Lawrence retained a certain awe of Hogarth, thinking him ‘a splendid man’ for his vast experience of the East, his ability to converse with equal intelligibility in six languages, and his encyclopedic knowledge. He continually tried to impress him, once, for instance, waking him up on their train journey to Aleppo to see the village of Harosheth, the setting of Deborah’s Ode in the Old Testament. Fortunately, Hogarth shared his admiration for the poem, and was delighted: ‘That went down very well,’ Lawrence wrote home with satisfaction.12 For his part, Hogarth was suitably convinced of Lawrence’s potential as an antiquarian, and thought him technically a better archaeologist than Thompson.

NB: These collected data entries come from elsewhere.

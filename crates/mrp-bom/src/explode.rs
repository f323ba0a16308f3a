//! BOM Exploder (C2, spec §4.2).
//!
//! A single DFS per top-level item, walking a path stack so that an
//! ancestor re-entry is detected and excluded without aborting the whole
//! traversal (Design Note: "Cycle detection during DFS" — path stack as a
//! set + stack; on cycle, record and `continue`, never unwind).

use crate::graph::BomGraph;
use mrp_core::{DiagnosticKind, Diagnostics, HierarchyRow, ItemId};
use std::collections::HashSet;

/// Result of exploding one or more top-level items.
#[derive(Debug, Clone, Default, PartialEq)]
pub struct ExplosionResult {
    pub rows: Vec<HierarchyRow>,
    /// `(parent_id, child_id)` edges excluded because `child_id` was
    /// already an ancestor on the current path.
    pub cycles: Vec<(ItemId, ItemId)>,
}

/// Explodes each item in `top_ids`, deduplicated preserving first
/// occurrence, emitting one hierarchy row per visited edge with a single
/// `order_seq` counter shared across the whole call.
#[tracing::instrument(skip_all, fields(top_count = top_ids.len()))]
pub fn explode(graph: &BomGraph, top_ids: &[ItemId], diagnostics: &mut Diagnostics) -> ExplosionResult {
    let mut result = ExplosionResult::default();
    let mut order_seq: u64 = 0;
    let mut seen_tops = HashSet::new();

    for &top in top_ids {
        if !seen_tops.insert(top) {
            continue;
        }

        let mut path: Vec<ItemId> = vec![top];
        explode_from(graph, top, top, 1.0, 0, &mut path, &mut order_seq, &mut result, diagnostics);
    }

    result
}

#[allow(clippy::too_many_arguments)]
fn explode_from(
    graph: &BomGraph,
    top_id: ItemId,
    parent_id: ItemId,
    parent_cumulative_qty: f64,
    level: u32,
    path: &mut Vec<ItemId>,
    order_seq: &mut u64,
    result: &mut ExplosionResult,
    diagnostics: &mut Diagnostics,
) {
    for &(child_id, qty_per) in graph.children(parent_id) {
        if path.contains(&child_id) {
            result.cycles.push((parent_id, child_id));
            diagnostics.push(DiagnosticKind::CycleDetected { parent_id, child_id });
            continue;
        }

        let cumulative_qty = parent_cumulative_qty * qty_per;
        *order_seq += 1;
        result.rows.push(HierarchyRow {
            order_seq: *order_seq,
            top_item_id: top_id,
            parent_id,
            child_id,
            level,
            qty_per,
            cumulative_qty,
        });

        if graph.has_children(child_id) {
            path.push(child_id);
            explode_from(graph, top_id, child_id, cumulative_qty, level + 1, path, order_seq, result, diagnostics);
            path.pop();
        }
    }
}

#[cfg(test)]
mod tests {
    use super::*;
    use mrp_core::{BomEdge, Item, ItemPolicy};
    use std::collections::HashMap;

    fn build(edges: Vec<BomEdge>, ids: &[ItemId]) -> BomGraph {
        let mut items = HashMap::new();
        for &id in ids {
            items.insert(
                id,
                Item { item_id: id, code: format!("I{id}"), policy: ItemPolicy::Output, lead_time_days: 1 },
            );
        }
        let mut diagnostics = Diagnostics::new();
        crate::graph::build_graph(&edges, &items, &mut diagnostics)
    }

    #[test]
    fn acyclic_multilevel_chain_emits_one_row_per_edge() {
        // A(1) -> B(2, qty=2) -> C(3, qty=3)
        let graph = build(
            vec![
                BomEdge { parent_id: 1, child_id: 2, qty_per: 2.0 },
                BomEdge { parent_id: 2, child_id: 3, qty_per: 3.0 },
            ],
            &[1, 2, 3],
        );
        let mut diagnostics = Diagnostics::new();
        let result = explode(&graph, &[1], &mut diagnostics);

        assert_eq!(result.rows.len(), 2);
        assert!(result.cycles.is_empty());

        let ab = result.rows.iter().find(|r| r.parent_id == 1 && r.child_id == 2).unwrap();
        assert_eq!(ab.level, 0);
        assert_eq!(ab.cumulative_qty, 2.0);

        let bc = result.rows.iter().find(|r| r.parent_id == 2 && r.child_id == 3).unwrap();
        assert_eq!(bc.level, 1);
        assert_eq!(bc.cumulative_qty, 6.0);
    }

    #[test]
    fn shared_child_under_two_parents_yields_two_rows() {
        // A(1) -> B(2, qty=1), A(1) -> C(3, qty=1), B(2) -> D(4, qty=2), C(3) -> D(4, qty=3)
        let graph = build(
            vec![
                BomEdge { parent_id: 1, child_id: 2, qty_per: 1.0 },
                BomEdge { parent_id: 1, child_id: 3, qty_per: 1.0 },
                BomEdge { parent_id: 2, child_id: 4, qty_per: 2.0 },
                BomEdge { parent_id: 3, child_id: 4, qty_per: 3.0 },
            ],
            &[1, 2, 3, 4],
        );
        let mut diagnostics = Diagnostics::new();
        let result = explode(&graph, &[1], &mut diagnostics);

        let d_rows: Vec<_> = result.rows.iter().filter(|r| r.child_id == 4).collect();
        assert_eq!(d_rows.len(), 2);
        let total: f64 = d_rows.iter().map(|r| r.cumulative_qty).sum();
        assert_eq!(total, 5.0); // 2 + 3
    }

    #[test]
    fn cycle_is_detected_and_excluded_without_aborting() {
        // 1 -> 2, 2 -> 1
        let graph = build(
            vec![
                BomEdge { parent_id: 1, child_id: 2, qty_per: 1.0 },
                BomEdge { parent_id: 2, child_id: 1, qty_per: 1.0 },
            ],
            &[1, 2],
        );
        let mut diagnostics = Diagnostics::new();
        let result = explode(&graph, &[1], &mut diagnostics);

        assert_eq!(result.rows.len(), 1);
        assert_eq!(result.rows[0].parent_id, 1);
        assert_eq!(result.rows[0].child_id, 2);
        assert_eq!(result.rows[0].level, 0);

        assert_eq!(result.cycles, vec![(2, 1)]);
        assert_eq!(diagnostics.len(), 1);
    }

    #[test]
    fn duplicate_top_ids_are_only_exploded_once() {
        let graph = build(vec![BomEdge { parent_id: 1, child_id: 2, qty_per: 1.0 }], &[1, 2]);
        let mut diagnostics = Diagnostics::new();
        let result = explode(&graph, &[1, 1], &mut diagnostics);
        assert_eq!(result.rows.len(), 1);
    }
}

Though he wrote later that Lawrence was an ‘admirable adjutant’, he doubted his ability to drive the work forward. That Lawrence had a certain devil-may-care attitude was noticed also by Leonard Woolley, who was to take Hogarth’s place at Carchemish the following season. Woolley wrote that Lawrence was curiously erratic where work was concerned: if he was interested he could be remarkably astute, but if he disliked an object or thought it unimportant he would ignore it. He got on very well with the men, Woolley said, to such an extent that he would sometimes return from another part of the dig to find Lawrence sitting in conference with the Arabs discussing some question of folklore or point of local dialect.13 Such a fault could not have been levelled at Campbell-Thompson, who had an insular contempt for the natives which enabled him to drive them unhesitatingly – a quality which Hogarth, whose nickname among the Arabs was ‘The Angel of Death’, appreciated. Lawrence wrote that Thompson was ‘pleasant’ and ‘very good fun’ and admired his knowledge of Semitic languages. According to Hogarth they got on excellently, but this was Lawrence’s charm working for Hogarth’s benefit, for actually he felt a sense of competition with the older man, inwardly mocking his overt displays of physical strength, and the collection of rifles, pistols, swords and fencing equipment he had brought with him to the site.